Formation dans les TPE : des pratiques très diverses

Selon le Cereq, le recours ou non à la formation continue dans les petites entreprises dépend en grande partie de leurs stratégies de développement.

Le constat est connu : les petites entreprises forment moins leurs salariés que les plus grandes. Mais à y regarder de plus près, leurs pratiques de formation se révèlent très hétérogènes. Le Centre d’études et de recherches sur les qualifications (Cereq) a récemment apporté un éclairage nouveau sur les pratiques de ces petites entreprises. Le volet employeur de l’enquête Defis dessine ainsi trois configurations de TPE selon leurs stratégies de développement. Les TPE « managériales et formatrices » visent avant tout la croissance et sont les plus proches des grandes entreprises. Les TPE peu formatrices sont réparties en deux. D’un côté, les « traditionnelles » qui se limitent aux formations réglementaires, de l’autre, les « entrepreneuriales », spécialisées, qui privilégient l’apprentissage au travail, faute de trouver les formations recherchées sur le marché.

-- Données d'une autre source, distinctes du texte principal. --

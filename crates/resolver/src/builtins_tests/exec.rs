// SPDX-License-Identifier: BUSL-1.1
// Copyright (c) 2026 Alfred Jean LLC

use super::*;
use std::time::Duration;

#[tokio::test]
async fn exec_returns_trimmed_stdout() {
    assert_eq!(eval(r#"exec("echo c")"#).await.unwrap(), string("c"));
    assert_eq!(
        eval(r#"exec("printf '  a b  \n\n'")"#).await.unwrap(),
        string("  a b")
    );
}

#[tokio::test]
async fn dollar_paren_runs_through_eval() {
    assert_eq!(eval("$(echo hello)").await.unwrap(), string("hello"));
    assert_eq!(eval("v$(echo 1).2").await.unwrap(), string("v1.2"));
}

#[tokio::test]
async fn exec_sees_resolved_values_and_overrides() {
    let scope = Scope::new(options().override_var("FROM_OVERRIDE", "o"))
        .with_values([
            ("FROM_DOC", string("d")),
            ("COUNT", ResolvedValue::Number(3.0)),
        ]);
    assert_eq!(
        eval_in(r#"exec('echo "$FROM_DOC-$FROM_OVERRIDE-$COUNT"')"#, &scope)
            .await
            .unwrap(),
        string("d-o-3")
    );
}

#[tokio::test]
async fn exec_failure_carries_exit_code_and_stderr() {
    let err = eval(r#"exec('echo nope >&2; exit 4')"#).await.unwrap_err();
    assert_eq!(
        err,
        ResolutionError::ExecFailed {
            code: Some(4),
            stderr: "nope".into(),
        }
    );
}

#[tokio::test]
async fn exec_times_out() {
    let scope = Scope::new(options().exec_timeout(Duration::from_millis(100)));
    let err = eval_in(r#"exec("sleep 5")"#, &scope).await.unwrap_err();
    assert_eq!(err, ResolutionError::ExecTimedOut(Duration::from_millis(100)));
}

#[tokio::test]
async fn exec_with_missing_shell() {
    let scope = Scope::new(options().shell("/nonexistent/shell"));
    let err = eval_in(r#"exec("true")"#, &scope).await.unwrap_err();
    assert!(matches!(err, ResolutionError::ExecSpawn(_)));
    assert!(err.tip().is_some());
}

#[tokio::test]
async fn exec_runs_in_cwd() {
    let dir = tempfile::tempdir().unwrap();
    std::fs::write(dir.path().join("marker.txt"), "here").unwrap();
    let scope = Scope::new(options().cwd(dir.path()));
    assert_eq!(
        eval_in(r#"exec("cat marker.txt")"#, &scope).await.unwrap(),
        string("here")
    );
}

#[tokio::test]
async fn exec_is_not_cached() {
    let dir = tempfile::tempdir().unwrap();
    let scope = Scope::new(options().cwd(dir.path()));
    let src = r#"exec("echo x >> calls; wc -l < calls")"#;
    assert_eq!(eval_in(src, &scope).await.unwrap().to_string().trim(), "1");
    assert_eq!(eval_in(src, &scope).await.unwrap().to_string().trim(), "2");
}

#[test]
fn exec_takes_one_argument() {
    assert!(matches!(compile("exec()"), Err(SchemaError::InvalidArgs { .. })));
    assert!(matches!(compile(r#"exec("a", "b")"#), Err(SchemaError::InvalidArgs { .. })));
}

Les « managériales » n’ont rien à envier aux grandes

Les entreprises « managériales » rassemblant 37% des petites entreprises, se caractérisent par un profil de dirigeants bien spécifique : « très majoritairement diplômés du supérieur, ils visent avant tout la croissance de l’activité de leur entreprise », notent les auteurs de l’étude. Ces entreprises sont plus d’une sur trois à être insérées dans un groupe, un réseau d’enseigne ou une franchise. « Leur positionnement sur des stratégies innovantes et des services spécialisés, contribue à faire du développement des compétences de leurs salariés un enjeu central », poursuit l’étude. Dès lors, ces entreprises se distinguent par une politique de formation tout aussi développée et institutionnalisée que celle de grandes entreprises, ce qui se traduit par exemple par la désignation d’une personne dédiée à la formation (71%). Dans ces entreprises, l’attention portée à la formation peut être également liée au dynamisme de l’emploi : plus d’un quart de ces entreprises ont un effectif en hausse depuis trois ans, et les trois quarts ont recruté de nouveaux salariés.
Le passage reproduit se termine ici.